The applicant applied for permanent relief from the international travel restriction prescribed under the Corrections and Conditional Release Act, S.C. 1992, c.20 (CCRA). The applicant was convicted for a second degree murder of his seriously disabled daughter by carbon dioxide poisoning in 1997. The conviction was upheld by the Supreme Court of Canada. The applicant was on day parole until 2010, when the Parole Board of Canada (the “Board”) released him on full parole with special conditions. One of those conditions included a restriction on international travel pursuant to the CCRA.

The applicant applied to the Board to vary or permanently relieve him of the international travel restriction. The Board denied the applicant’s request. On appeal to the Parole Board of Canada Appeal Board (the “Appeal Board”), the Appeal Board affirmed the Board’s decision.

The applicant applied to the Federal Court for judicial review on the basis the Board and Appeal Board fettered their discretion and, in the alternative, the Board and the Appeal Boards’ decisions were unreasonable.

The applicant submitted the Board fettered its discretion by referring to the application of its policy manual as well as employing an unwritten “Board position” in respect of its decision. The court rejected the applicant’s submission that the Board fettered its discretion. The court held the Board’s decision reflected an exercise of discretion on the Board’s part that was not based on a fettering of discretion. While it is possible for a rule or guideline that points out factors to be considered in exercising discretion to be given a status of general rule that may result in a fettering of discretion, that did not occur in this case. The Board’s reference in its decision to portions of the policy that used the word “normally” in respect of relevant considerations does not constitute fettering of discretion. The court held the Board decided on the evidence before it that the applicant’s case did not merit the relief sought.

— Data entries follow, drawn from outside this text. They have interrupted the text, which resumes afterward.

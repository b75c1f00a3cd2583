use crate::Database;
use crate::models::{MemberRow, RecipeRow, UserRow};
use anyhow::Result;
use rusqlite::{Connection, OptionalExtension};

impl Database {
    // -- Users --

    pub fn create_user(&self, id: &str, email: &str, password_hash: &str) -> Result<()> {
        self.with_conn(|conn| {
            conn.execute(
                "INSERT INTO users (id, email, password) VALUES (?1, ?2, ?3)",
                (id, email, password_hash),
            )?;
            Ok(())
        })
    }

    pub fn get_user_by_email(&self, email: &str) -> Result<Option<UserRow>> {
        self.with_conn(|conn| query_user(conn, "email", email))
    }

    pub fn get_user_by_id(&self, id: &str) -> Result<Option<UserRow>> {
        self.with_conn(|conn| query_user(conn, "id", id))
    }

    // -- Recipes --

    /// Insert a recipe together with its initial owner. The two inserts run
    /// in one transaction so a persisted recipe always has an owner.
    pub fn insert_recipe(
        &self,
        id: &str,
        name: &str,
        document: &str,
        share_token: &str,
        owner_id: &str,
    ) -> Result<()> {
        self.with_conn(|conn| {
            let tx = conn.unchecked_transaction()?;
            tx.execute(
                "INSERT INTO recipes (id, name, document, share_token) VALUES (?1, ?2, ?3, ?4)",
                (id, name, document, share_token),
            )?;
            tx.execute(
                "INSERT INTO recipe_members (recipe_id, user_id, permission) VALUES (?1, ?2, 'owner')",
                (id, owner_id),
            )?;
            tx.commit()?;
            Ok(())
        })
    }

    pub fn get_recipe_by_id(&self, id: &str) -> Result<Option<RecipeRow>> {
        self.with_conn(|conn| {
            conn.query_row(
                "SELECT id, name, document, share_token, created_at FROM recipes WHERE id = ?1",
                [id],
                recipe_from_row,
            )
            .optional()
            .map_err(Into::into)
        })
    }

    /// The recipe only if `user_id` is in its member set. Non-members get
    /// `None`, indistinguishable from an absent recipe.
    pub fn get_recipe_for_member(&self, recipe_id: &str, user_id: &str) -> Result<Option<RecipeRow>> {
        self.with_conn(|conn| {
            conn.query_row(
                "SELECT r.id, r.name, r.document, r.share_token, r.created_at
                 FROM recipes r
                 JOIN recipe_members m ON m.recipe_id = r.id
                 WHERE r.id = ?1 AND m.user_id = ?2",
                (recipe_id, user_id),
                recipe_from_row,
            )
            .optional()
            .map_err(Into::into)
        })
    }

    pub fn get_recipe_by_share_token(&self, token: &str) -> Result<Option<RecipeRow>> {
        self.with_conn(|conn| {
            conn.query_row(
                "SELECT id, name, document, share_token, created_at
                 FROM recipes WHERE share_token = ?1",
                [token],
                recipe_from_row,
            )
            .optional()
            .map_err(Into::into)
        })
    }

    /// Delete only when `user_id` holds the `owner` permission. Returns
    /// whether a row was deleted; a viewer/editor or a non-member sees the
    /// same `false` as an absent recipe.
    pub fn delete_recipe_owned(&self, recipe_id: &str, user_id: &str) -> Result<bool> {
        self.with_conn(|conn| {
            let deleted = conn.execute(
                "DELETE FROM recipes
                 WHERE id = ?1 AND EXISTS (
                     SELECT 1 FROM recipe_members
                     WHERE recipe_id = ?1 AND user_id = ?2 AND permission = 'owner'
                 )",
                (recipe_id, user_id),
            )?;
            Ok(deleted > 0)
        })
    }

    /// All recipes `user_id` is a member of, newest first.
    pub fn list_recipes_for_user(&self, user_id: &str) -> Result<Vec<RecipeRow>> {
        self.with_conn(|conn| {
            let mut stmt = conn.prepare(
                "SELECT r.id, r.name, r.document, r.share_token, r.created_at
                 FROM recipes r
                 JOIN recipe_members m ON m.recipe_id = r.id
                 WHERE m.user_id = ?1
                 ORDER BY r.created_at DESC, r.rowid DESC",
            )?;
            let rows = stmt
                .query_map([user_id], recipe_from_row)?
                .collect::<std::result::Result<Vec<_>, _>>()?;
            Ok(rows)
        })
    }

    // -- Members --

    /// Add a member. `INSERT OR IGNORE` against the UNIQUE(recipe_id, user_id)
    /// constraint makes repeated adds a no-op: an existing member keeps their
    /// original permission. Returns whether a new row was inserted.
    pub fn add_member(&self, recipe_id: &str, user_id: &str, permission: &str) -> Result<bool> {
        self.with_conn(|conn| {
            let inserted = conn.execute(
                "INSERT OR IGNORE INTO recipe_members (recipe_id, user_id, permission)
                 VALUES (?1, ?2, ?3)",
                (recipe_id, user_id, permission),
            )?;
            Ok(inserted > 0)
        })
    }

    pub fn get_members(&self, recipe_id: &str) -> Result<Vec<MemberRow>> {
        self.with_conn(|conn| {
            let mut stmt = conn.prepare(
                "SELECT recipe_id, user_id, permission
                 FROM recipe_members WHERE recipe_id = ?1",
            )?;
            let rows = stmt
                .query_map([recipe_id], |row| {
                    Ok(MemberRow {
                        recipe_id: row.get(0)?,
                        user_id: row.get(1)?,
                        permission: row.get(2)?,
                    })
                })?
                .collect::<std::result::Result<Vec<_>, _>>()?;
            Ok(rows)
        })
    }

    pub fn member_permission(&self, recipe_id: &str, user_id: &str) -> Result<Option<String>> {
        self.with_conn(|conn| {
            conn.query_row(
                "SELECT permission FROM recipe_members WHERE recipe_id = ?1 AND user_id = ?2",
                (recipe_id, user_id),
                |row| row.get(0),
            )
            .optional()
            .map_err(Into::into)
        })
    }
}

fn recipe_from_row(row: &rusqlite::Row<'_>) -> rusqlite::Result<RecipeRow> {
    Ok(RecipeRow {
        id: row.get(0)?,
        name: row.get(1)?,
        document: row.get(2)?,
        share_token: row.get(3)?,
        created_at: row.get(4)?,
    })
}

fn query_user(conn: &Connection, column: &str, value: &str) -> Result<Option<UserRow>> {
    // `column` is a compile-time constant at every call site, never user input.
    let sql = format!("SELECT id, email, password, created_at FROM users WHERE {column} = ?1");
    let mut stmt = conn.prepare(&sql)?;

    let row = stmt
        .query_row([value], |row| {
            Ok(UserRow {
                id: row.get(0)?,
                email: row.get(1)?,
                password: row.get(2)?,
                created_at: row.get(3)?,
            })
        })
        .optional()?;

    Ok(row)
}

#[cfg(test)]
mod tests {
    use super::*;

    fn db_with_users() -> Database {
        let db = Database::open_in_memory().unwrap();
        db.create_user("u1", "alice@example.com", "hash1").unwrap();
        db.create_user("u2", "bob@example.com", "hash2").unwrap();
        db
    }

    fn sample_document() -> &'static str {
        r#"{"name":"Pancakes","ingredients":[],"steps":[],"nutrition":{"calories":300.0,"protein":9.0,"fat":11.0,"carbohydrates":40.0}}"#
    }

    #[test]
    fn create_and_look_up_user() {
        let db = db_with_users();
        let user = db.get_user_by_email("alice@example.com").unwrap().unwrap();
        assert_eq!(user.id, "u1");
        assert!(db.get_user_by_email("nobody@example.com").unwrap().is_none());
        assert_eq!(db.get_user_by_id("u2").unwrap().unwrap().email, "bob@example.com");
    }

    #[test]
    fn duplicate_email_rejected() {
        let db = db_with_users();
        assert!(db.create_user("u3", "alice@example.com", "hash3").is_err());
    }

    #[test]
    fn insert_creates_owner_membership() {
        let db = db_with_users();
        db.insert_recipe("r1", "Pancakes", sample_document(), "tok1", "u1")
            .unwrap();

        assert_eq!(
            db.member_permission("r1", "u1").unwrap().as_deref(),
            Some("owner")
        );
        let recipe = db.get_recipe_for_member("r1", "u1").unwrap().unwrap();
        assert_eq!(recipe.name, "Pancakes");
        assert_eq!(recipe.share_token.as_deref(), Some("tok1"));
    }

    #[test]
    fn non_member_sees_nothing() {
        let db = db_with_users();
        db.insert_recipe("r1", "Pancakes", sample_document(), "tok1", "u1")
            .unwrap();

        assert!(db.get_recipe_for_member("r1", "u2").unwrap().is_none());
        assert!(db.get_recipe_for_member("missing", "u1").unwrap().is_none());
    }

    #[test]
    fn add_member_is_idempotent() {
        let db = db_with_users();
        db.insert_recipe("r1", "Pancakes", sample_document(), "tok1", "u1")
            .unwrap();

        assert!(db.add_member("r1", "u2", "viewer").unwrap());
        assert!(!db.add_member("r1", "u2", "viewer").unwrap());
        // Re-adding with a different permission does not escalate
        assert!(!db.add_member("r1", "u2", "owner").unwrap());

        let members = db.get_members("r1").unwrap();
        assert_eq!(members.len(), 2);
        assert_eq!(
            db.member_permission("r1", "u2").unwrap().as_deref(),
            Some("viewer")
        );
    }

    #[test]
    fn delete_requires_owner_permission() {
        let db = db_with_users();
        db.insert_recipe("r1", "Pancakes", sample_document(), "tok1", "u1")
            .unwrap();
        db.add_member("r1", "u2", "viewer").unwrap();

        assert!(!db.delete_recipe_owned("r1", "u2").unwrap());
        assert!(!db.delete_recipe_owned("missing", "u1").unwrap());
        assert!(db.delete_recipe_owned("r1", "u1").unwrap());
        assert!(db.get_recipe_by_id("r1").unwrap().is_none());
        // Memberships cascade with the recipe
        assert!(db.get_members("r1").unwrap().is_empty());
    }

    #[test]
    fn list_is_newest_first() {
        let db = db_with_users();
        db.insert_recipe("r1", "First", sample_document(), "tok1", "u1")
            .unwrap();
        db.insert_recipe("r2", "Second", sample_document(), "tok2", "u1")
            .unwrap();
        db.insert_recipe("r3", "Other", sample_document(), "tok3", "u2")
            .unwrap();

        let recipes = db.list_recipes_for_user("u1").unwrap();
        let names: Vec<&str> = recipes.iter().map(|r| r.name.as_str()).collect();
        assert_eq!(names, vec!["Second", "First"]);
    }

    #[test]
    fn share_token_lookup() {
        let db = db_with_users();
        db.insert_recipe("r1", "Pancakes", sample_document(), "tok1", "u1")
            .unwrap();

        let recipe = db.get_recipe_by_share_token("tok1").unwrap().unwrap();
        assert_eq!(recipe.id, "r1");
        assert!(db.get_recipe_by_share_token("unknown").unwrap().is_none());
    }

    #[test]
    fn share_token_is_unique() {
        let db = db_with_users();
        db.insert_recipe("r1", "Pancakes", sample_document(), "tok1", "u1")
            .unwrap();
        assert!(
            db.insert_recipe("r2", "Waffles", sample_document(), "tok1", "u1")
                .is_err()
        );
    }
}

In the alternative, the court found the Board’s and Appeal Board’s decisions were unreasonable. The court held that if a discretionary decision is inconsistent with achieving the legislative purpose, in these circumstances, the purpose of providing the least restrictive determination consistent with the protection of society, then that decision runs the risk of being unreasonable, regardless of the ambit of discretion. On the facts of this case, there was no basis for the Board or Appeal Board to find the applicant posed any risk to persons inside or outside of Canada, or that an elimination of reporting requirements for international travel would present any real risk to public safety. The applicant’s application was supported by the former Director General, Corrections and Criminal Justice, Public Safety Canada, the applicant’s parole officer and parole officer’s supervisor, and assessments conducted by Correctional Service of Canada. The court found after considering the purpose of the CCRA and all relevant information that the Board and Appeal Board did not exercise their discretion in a reasonable, transparent or intelligible manner.

The court allowed the application for judicial review and remitted the matter to a differently constituted Appeal Board for redetermination, in accordance with the court’s reasons.

This case was digested by Joel A. Morris of Harper Grey LLP. If you would like to discuss this case further, please feel free to contact him directly at jmorris@harpergrey.com or review his biography at http://www.harpergrey.com.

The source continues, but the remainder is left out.